If any one of these potential energy solutions can successfully be brought to the market, it will be a true Black Swan event that may have profound implications for climate change and the conservation of biodiversity.

Climate Change: It may completely replace fossil fuels, halting the increase in carbon dioxide in the atmosphere. Furthermore, inexpensive clean energy may make it possible to extract carbon dioxide from the atmosphere to bring it back to pre-industrial levels, thereby stabilizing the climate. However, even if we stopped using fossil fuels, we may still experience disruptive climate over the next 100 years.

Water and Food Production: It may become viable to desalinate sea water on a large scale, minimizing the need to extract fresh water from rivers. Vertical farming (Despommier, 2009) may become more efficient than conventional farming. Large areas of farm land may revert back to wilderness. While this may increase the area of land available for biodiversity, it is not clear what the unintended impacts may be of the uncontrolled spread of alien species on abandoned farmland.

Social and Economic Disruptions: Accelerated urbanization and depopulation of rural areas. Inexpensive energy may accelerate the automation of industry resulting in large-scale unemployment. This may require a fundamental restructuring of the economy.

Biodiversity: An irregular climate and the disruptive impacts on land-use patterns may require intensive monitoring of biodiversity to manage the spread of alien species and the influx of indigenous species onto abandoned farm land.

CyberTracker’s Vision: In the future millions of citizen scientists worldwide may use their smartphones to monitor the entire global ecosystem in real time. Large-scale unemployment may provide an opportunity to create “Green jobs” to stimulate the economy and provide the manpower needed for conservation management. Intensive monitoring may reveal new data on the complexities of ecosystems evolving over time in response to disruptions in land-use patterns. Intelligent computers may be used to analyse huge quantities of complex data and predict future trends.

References

Celani, F. 2012. “Overview of Theoretical and Experimental Progress in Low Energy Nuclear Reactions (LENR).” CERN Colloquium Thursday March 22, 2012, Geneva, Switzerland.

Despommier, D. 2009. “The Rise of Vertical Farms.” Scientific American, Vol. 301. No. 5.

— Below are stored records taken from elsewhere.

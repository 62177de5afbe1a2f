// src/gateway/registry.rs

//! Per-process routing table from owner id to live client connection.
//!
//! The registry is the only structure mutated by multiple concurrent tasks
//! in the gateway: every queue-consumer task resolves targets through it,
//! and the connection layer registers/removes entries as client transports
//! come and go. All three operations are linearizable with respect to each
//! other — a `send` racing a `register`/`remove` for the same key observes
//! either the old or the new sink, never a torn state.
//!
//! The write lock is held only for the map lookup/mutation; the actual
//! message write to the connection happens outside the lock.

use std::collections::HashMap;
use std::sync::Arc;

use tokio::sync::{mpsc, RwLock};

use crate::{log_debug, ClientMessage, Error, Result, SinkError};

/// Outbound half of one client connection.
///
/// The transport layer (out of scope here) yields a bidirectional message
/// channel per connection; the gateway only needs the outbound side.
#[async_trait::async_trait]
pub trait ClientSink: Send + Sync {
    /// Write one message to the client.
    async fn send(&self, msg: ClientMessage) -> std::result::Result<(), SinkError>;
}

/// Shared sink pointer.
pub type SinkPtr = Arc<dyn ClientSink>;

/// Bounded-channel sink decoupling the consumer loop from the transport
/// write.
///
/// A per-connection writer task drains the receiver into the real
/// transport; the consumer loop only performs a `try_send`, so one slow
/// client never blocks delivery to everyone else. A full buffer surfaces as
/// [`SinkError::Busy`] (message dropped, connection kept); a closed channel
/// surfaces as [`SinkError::Closed`] (entry evicted by the caller).
pub struct ChannelSink {
    // ---
    tx: mpsc::Sender<ClientMessage>,
}

impl ChannelSink {
    /// Create a sink and the receiving end the connection writer drains.
    pub fn new(capacity: usize) -> (Arc<Self>, mpsc::Receiver<ClientMessage>) {
        // ---
        let (tx, rx) = mpsc::channel(capacity);
        (Arc::new(Self { tx }), rx)
    }
}

#[async_trait::async_trait]
impl ClientSink for ChannelSink {
    async fn send(&self, msg: ClientMessage) -> std::result::Result<(), SinkError> {
        // ---
        self.tx.try_send(msg).map_err(|e| match e {
            mpsc::error::TrySendError::Full(_) => SinkError::Busy,
            mpsc::error::TrySendError::Closed(_) => SinkError::Closed,
        })
    }
}

/// Concurrency-safe map from owner id to the live connection sink.
///
/// Purely a routing table: no business state, lifetime = process lifetime,
/// entries pruned on disconnect. At most one connection per owner id is
/// authoritative at a time; a new registration for the same owner
/// supersedes the old one.
pub struct ConnectionRegistry {
    // ---
    connections: RwLock<HashMap<String, SinkPtr>>,
}

impl ConnectionRegistry {
    pub fn new() -> Arc<Self> {
        // ---
        Arc::new(Self {
            connections: RwLock::new(HashMap::new()),
        })
    }

    /// Install or overwrite the sink for `owner_id`.
    pub async fn register(&self, owner_id: impl Into<String>, sink: SinkPtr) {
        // ---
        let owner_id = owner_id.into();
        log_debug!("registry: register {owner_id}");

        let mut connections = self.connections.write().await;
        connections.insert(owner_id, sink);
    }

    /// Delete the entry if present; removing an absent entry is a no-op.
    pub async fn remove(&self, owner_id: &str) {
        // ---
        log_debug!("registry: remove {owner_id}");

        let mut connections = self.connections.write().await;
        connections.remove(owner_id);
    }

    /// Write `msg` to the owner's connection.
    ///
    /// Fails with [`Error::NotConnected`] when no sink is registered, or
    /// with [`Error::Delivery`] when the write itself fails; the caller
    /// decides whether to evict the stale entry.
    pub async fn send(&self, owner_id: &str, msg: ClientMessage) -> Result<()> {
        // ---
        let sink = {
            let connections = self.connections.read().await;
            connections.get(owner_id).cloned()
        };

        let sink = sink.ok_or_else(|| Error::NotConnected(owner_id.to_string()))?;

        // Write outside the lock.
        sink.send(msg).await.map_err(Error::from)
    }

    /// Number of live connections, for logs and tests.
    pub async fn len(&self) -> usize {
        self.connections.read().await.len()
    }

    pub async fn is_empty(&self) -> bool {
        self.connections.read().await.is_empty()
    }
}
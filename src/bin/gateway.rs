// src/bin/gateway.rs

//! API gateway process: bridges broker events to live client connections.
//!
//! Runs one queue consumer per notification queue (rider and driver), both
//! fanning out through a shared [`ConnectionRegistry`]. The client-facing
//! connection layer (WebSocket handshake, auth) registers each connection's
//! sink with the registry and forwards inbound commands through
//! [`forward_client_command`](ridelink::forward_client_command).

use std::process::ExitCode;

use tracing::{error, info};
use tracing_subscriber::EnvFilter;

use ridelink::{
    // ---
    connect_with_retry,
    create_bus,
    queues,
    Config,
    ConnectionRegistry,
    Error,
    QueueBinding,
    QueueConsumer,
    Shutdown,
    DRIVER_NOTIFICATION_KEYS,
    RIDER_NOTIFICATION_KEYS,
};

#[tokio::main]
async fn main() -> ExitCode {
    // ---
    let config = Config::from_env("gateway");
    init_tracing();

    match run(config).await {
        Ok(()) | Err(Error::Canceled) => ExitCode::SUCCESS,
        Err(err) => {
            error!("gateway failed: {err}");
            ExitCode::FAILURE
        }
    }
}

async fn run(config: Config) -> ridelink::Result<()> {
    // ---
    info!("gateway starting (environment: {})", config.environment);

    let shutdown = Shutdown::new();
    shutdown.listen_for_interrupt();

    let bus = connect_with_retry("message broker", &config.retry, &shutdown.token(), || {
        create_bus(&config)
    })
    .await?;

    let registry = ConnectionRegistry::new();

    QueueConsumer::new(
        bus.clone(),
        registry.clone(),
        QueueBinding::new(queues::RIDER_NOTIFICATIONS, RIDER_NOTIFICATION_KEYS),
    )
    .start()
    .await?;

    QueueConsumer::new(
        bus.clone(),
        registry.clone(),
        QueueBinding::new(queues::DRIVER_NOTIFICATIONS, DRIVER_NOTIFICATION_KEYS),
    )
    .start()
    .await?;

    info!("gateway ready; notification bridges running");

    shutdown.drain(config.shutdown_grace).await;
    bus.close().await?;
    info!("gateway stopped");
    Ok(())
}

fn init_tracing() {
    // ---
    tracing_subscriber::fmt()
        .with_env_filter(
            EnvFilter::try_from_default_env().unwrap_or_else(|_| EnvFilter::new("info")),
        )
        .init();
}
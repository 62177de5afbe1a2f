// src/macros.rs

//! Leveled logging macros for the fabric.
//!
//! With the `logging` feature enabled every macro forwards to `tracing`
//! under the `ridelink` target, so deployments can filter the fabric's
//! noise independently of the surrounding application
//! (`RUST_LOG=ridelink=debug`). With the feature disabled the macros
//! compile away, with one exception: `log_error!` always reaches stderr.
//! Broker and delivery failures must never be silent just because a
//! downstream build opted out of structured logging.

#![allow(unused_macros)]

#[cfg(feature = "logging")]
macro_rules! log_error {
    ($($arg:tt)*) => {
        tracing::error!(target: "ridelink", $($arg)*)
    };
}

#[cfg(not(feature = "logging"))]
macro_rules! log_error {
    ($($arg:tt)*) => {
        eprintln!($($arg)*)
    };
}

#[cfg(feature = "logging")]
macro_rules! log_warn {
    ($($arg:tt)*) => {
        tracing::warn!(target: "ridelink", $($arg)*)
    };
}

#[cfg(not(feature = "logging"))]
macro_rules! log_warn {
    ($($arg:tt)*) => {};
}

#[cfg(feature = "logging")]
macro_rules! log_info {
    ($($arg:tt)*) => {
        tracing::info!(target: "ridelink", $($arg)*)
    };
}

#[cfg(not(feature = "logging"))]
macro_rules! log_info {
    ($($arg:tt)*) => {};
}

#[cfg(feature = "logging")]
macro_rules! log_debug {
    ($($arg:tt)*) => {
        tracing::debug!(target: "ridelink", $($arg)*)
    };
}

#[cfg(not(feature = "logging"))]
macro_rules! log_debug {
    ($($arg:tt)*) => {};
}

pub(crate) use log_debug;
pub(crate) use log_error;
pub(crate) use log_info;
pub(crate) use log_warn;

#[cfg(test)]
mod tests {
    // ---
    // Expansion-level checks: every level accepts both inline captures and
    // positional formatting under either feature configuration.
    #[test]
    fn test_macros_accept_format_arguments() {
        // ---
        let what = "broker";
        log_error!("failure talking to {what}");
        log_warn!("slow consumer on {}: {} pending", what, 3);
        log_info!("connected to {what}");
        log_debug!("attempt {}/{}", 1, 5);
    }
}
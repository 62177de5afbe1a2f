// src/bootstrap.rs

//! Resilient process bootstrap and shutdown supervision.
//!
//! Services must come up cleanly while the broker (or a backing store) is
//! still starting, so every external connection goes through
//! [`connect_with_retry`]: a bounded number of attempts with a fixed delay
//! between failures. All connect failures are treated uniformly as
//! retryable — the only expected failure mode during startup is "broker not
//! yet accepting connections". The wait between attempts is cancellable so
//! an early interrupt aborts the bootstrap immediately.
//!
//! Exhausting all attempts returns the *last* observed error. The decision
//! to terminate the process stays with the caller (the service binaries);
//! this module never exits on its own.

use crate::{log_info, log_warn, Error, Result};
use std::future::Future;
use std::time::Duration;
use tokio_util::sync::CancellationToken;
use tokio_util::task::TaskTracker;

/// Bounded fixed-delay retry policy for bootstrap connections.
#[derive(Debug, Clone)]
pub struct RetryPolicy {
    /// Total number of connect attempts (not retries); at least 1.
    pub max_attempts: u32,

    /// Delay between failed attempts.
    pub delay: Duration,
}

impl Default for RetryPolicy {
    /// Matches the deployment default: ten attempts, five seconds apart,
    /// enough to ride out a broker container restart.
    fn default() -> Self {
        // ---
        Self {
            max_attempts: 10,
            delay: Duration::from_secs(5),
        }
    }
}

/// Attempt a connection up to `policy.max_attempts` times.
///
/// Each failure is logged with the attempt index and cause, then the loop
/// sleeps `policy.delay` before the next attempt. If `shutdown` fires during
/// the sleep, the bootstrap aborts with [`Error::Canceled`] rather than the
/// last connect error. Exhaustion returns the last error; callers treat
/// that as fatal for the process.
///
/// Generic over the connector so the same shape serves the broker and any
/// backing-store bootstrap.
pub async fn connect_with_retry<T, F, Fut>(
    what: &str,
    policy: &RetryPolicy,
    shutdown: &CancellationToken,
    mut connect: F,
) -> Result<T>
where
    F: FnMut() -> Fut,
    Fut: Future<Output = Result<T>>,
{
    // ---
    let mut last_err = Error::Transport(format!("{what}: no connect attempts made"));

    for attempt in 1..=policy.max_attempts.max(1) {
        match connect().await {
            Ok(conn) => {
                log_info!("connected to {what} on attempt {attempt}");
                return Ok(conn);
            }
            Err(err) => {
                log_warn!(
                    "{what} connection attempt {attempt}/{} failed: {err}",
                    policy.max_attempts
                );
                last_err = err;
            }
        }

        if attempt < policy.max_attempts {
            tokio::select! {
                _ = tokio::time::sleep(policy.delay) => {}
                _ = shutdown.cancelled() => return Err(Error::Canceled),
            }
        }
    }

    Err(last_err)
}

/// Process-wide shutdown supervisor.
///
/// Wraps a [`CancellationToken`] shared by every task in the process and a
/// [`TaskTracker`] for the tasks that must drain before exit. Constructed
/// once during bootstrap, passed by handle into every component that needs
/// it; there is no ambient global.
#[derive(Clone)]
pub struct Shutdown {
    token: CancellationToken,
    tracker: TaskTracker,
}

impl Shutdown {
    pub fn new() -> Self {
        // ---
        Self {
            token: CancellationToken::new(),
            tracker: TaskTracker::new(),
        }
    }

    /// The shared cancellation token.
    pub fn token(&self) -> CancellationToken {
        self.token.clone()
    }

    /// Tracker for tasks that participate in the graceful drain.
    pub fn tracker(&self) -> &TaskTracker {
        &self.tracker
    }

    /// Cancel all tasks observing the token.
    pub fn trigger(&self) {
        self.token.cancel();
    }

    /// Install a ctrl-c listener that cancels the shared token.
    pub fn listen_for_interrupt(&self) {
        // ---
        let token = self.token.clone();
        tokio::spawn(async move {
            if tokio::signal::ctrl_c().await.is_ok() {
                log_info!("interrupt received, shutting down");
                token.cancel();
            }
        });
    }

    /// Wait for cancellation, then let tracked tasks drain within `grace`.
    ///
    /// Returns `true` when every tracked task finished inside the grace
    /// period, `false` when the drain was cut short.
    pub async fn drain(&self, grace: Duration) -> bool {
        // ---
        self.token.cancelled().await;
        self.tracker.close();

        match tokio::time::timeout(grace, self.tracker.wait()).await {
            Ok(()) => true,
            Err(_) => {
                log_warn!("graceful drain exceeded {grace:?}, forcing shutdown");
                false
            }
        }
    }
}

impl Default for Shutdown {
    fn default() -> Self {
        Self::new()
    }
}

#[cfg(test)]
mod tests {
    // ---
    use super::*;
    use std::sync::{Arc, Mutex};
    use std::time::Instant;

    fn counting_connector(
        fail_first: u32,
    ) -> (
        Arc<Mutex<u32>>,
        impl FnMut() -> std::pin::Pin<Box<dyn Future<Output = Result<u32>> + Send>>,
    ) {
        // ---
        let calls = Arc::new(Mutex::new(0));
        let calls_clone = calls.clone();

        let connect = move || {
            let calls = calls_clone.clone();
            Box::pin(async move {
                let mut c = calls.lock().unwrap();
                *c += 1;
                let attempt = *c;
                drop(c);

                if attempt <= fail_first {
                    Err(Error::Transport("broker not ready".into()))
                } else {
                    Ok(attempt)
                }
            }) as std::pin::Pin<Box<dyn Future<Output = Result<u32>> + Send>>
        };

        (calls, connect)
    }

    #[tokio::test]
    async fn test_succeeds_after_k_failures() {
        // ---
        let policy = RetryPolicy {
            max_attempts: 5,
            delay: Duration::from_millis(10),
        };
        let token = CancellationToken::new();
        let (calls, connect) = counting_connector(2);

        let start = Instant::now();
        let result = connect_with_retry("broker", &policy, &token, connect).await;

        assert_eq!(result.unwrap(), 3);
        assert_eq!(*calls.lock().unwrap(), 3);
        // Two waits of 10ms, generous upper bound for scheduling noise.
        assert!(start.elapsed() < Duration::from_millis(200));
    }

    #[tokio::test]
    async fn test_exhaustion_returns_last_error() {
        // ---
        let policy = RetryPolicy {
            max_attempts: 3,
            delay: Duration::from_millis(5),
        };
        let token = CancellationToken::new();
        let (calls, connect) = counting_connector(u32::MAX);

        let result: Result<u32> = connect_with_retry("broker", &policy, &token, connect).await;

        assert!(matches!(result, Err(Error::Transport(_))));
        // Exactly max_attempts attempts, no more and no fewer.
        assert_eq!(*calls.lock().unwrap(), 3);
    }

    #[tokio::test]
    async fn test_cancellation_during_wait_aborts() {
        // ---
        let policy = RetryPolicy {
            max_attempts: 5,
            delay: Duration::from_secs(30),
        };
        let token = CancellationToken::new();
        let (calls, connect) = counting_connector(u32::MAX);

        let canceller = token.clone();
        tokio::spawn(async move {
            tokio::time::sleep(Duration::from_millis(20)).await;
            canceller.cancel();
        });

        let start = Instant::now();
        let result: Result<u32> = connect_with_retry("broker", &policy, &token, connect).await;

        assert!(matches!(result, Err(Error::Canceled)));
        // Attempt 2 never ran.
        assert_eq!(*calls.lock().unwrap(), 1);
        assert!(start.elapsed() < Duration::from_secs(5));
    }

    #[tokio::test]
    async fn test_first_attempt_success_skips_waiting() {
        // ---
        let policy = RetryPolicy {
            max_attempts: 3,
            delay: Duration::from_secs(30),
        };
        let token = CancellationToken::new();
        let (calls, connect) = counting_connector(0);

        let start = Instant::now();
        let result = connect_with_retry("store", &policy, &token, connect).await;

        assert_eq!(result.unwrap(), 1);
        assert_eq!(*calls.lock().unwrap(), 1);
        assert!(start.elapsed() < Duration::from_millis(100));
    }

    #[tokio::test]
    async fn test_drain_waits_for_tracked_tasks() {
        // ---
        let shutdown = Shutdown::new();
        let flag = Arc::new(Mutex::new(false));

        let flag_clone = flag.clone();
        let token = shutdown.token();
        shutdown.tracker().spawn(async move {
            token.cancelled().await;
            tokio::time::sleep(Duration::from_millis(20)).await;
            *flag_clone.lock().unwrap() = true;
        });

        shutdown.trigger();
        let clean = shutdown.drain(Duration::from_secs(1)).await;

        assert!(clean);
        assert!(*flag.lock().unwrap());
    }
}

Gibs, M. 2013. “Finally! Independent Testing Of Rossi’s E-Cat Cold Fusion Device: Maybe The World Will Change After All.” Forbes.

Godes, R. 2012. Interview with Robert Godes, inventor of the controlled electron capture reaction (CECR) being commercialized by Brillion Energy Corporation of Berkeley.

Hambling, D. 2013. “Cold Fusion gets red hot and aims for EU” Wired.

Hansen, J. 2009. Storms of my Grandchildren. The Truth about the Coming Climate Catastrophe and Our Last Chance to Save humanity. London: Bloomsbury

Levi, G, E. Foschi, T. Hartman, B. Hӧistad, R. Pettersson, L. Tegnér and H. Essén. 2013. Indication of anomalous heat energy production in a reactor device containing hydrogen loaded nickel powder.

Pelley, S. 2009. “Cold Fusion Hot Again.” CBS News TV programme “60 Minutes.”

Rafelski, J. and S. E. Jones. 1987. “Cold Nuclear Fusion.” Scientific American, Vol. 257, No. 7.

Srivastava, Y. N., A. Widom and L. Larsen. 2010. “A primer for electroweak induced low-energy nuclear reactions.”

Srivastava, Y. N. 2012. “Overview of LENT Theory Low Energy Nuclear Transmutations.” CERN Colloquium Thursday March 22, 2012, Geneva, Switzerland.

Zawodny, J. 2012. “Method for Enhancement of Surface Plasmon Polaritons to Initiate & Sustain LENR.”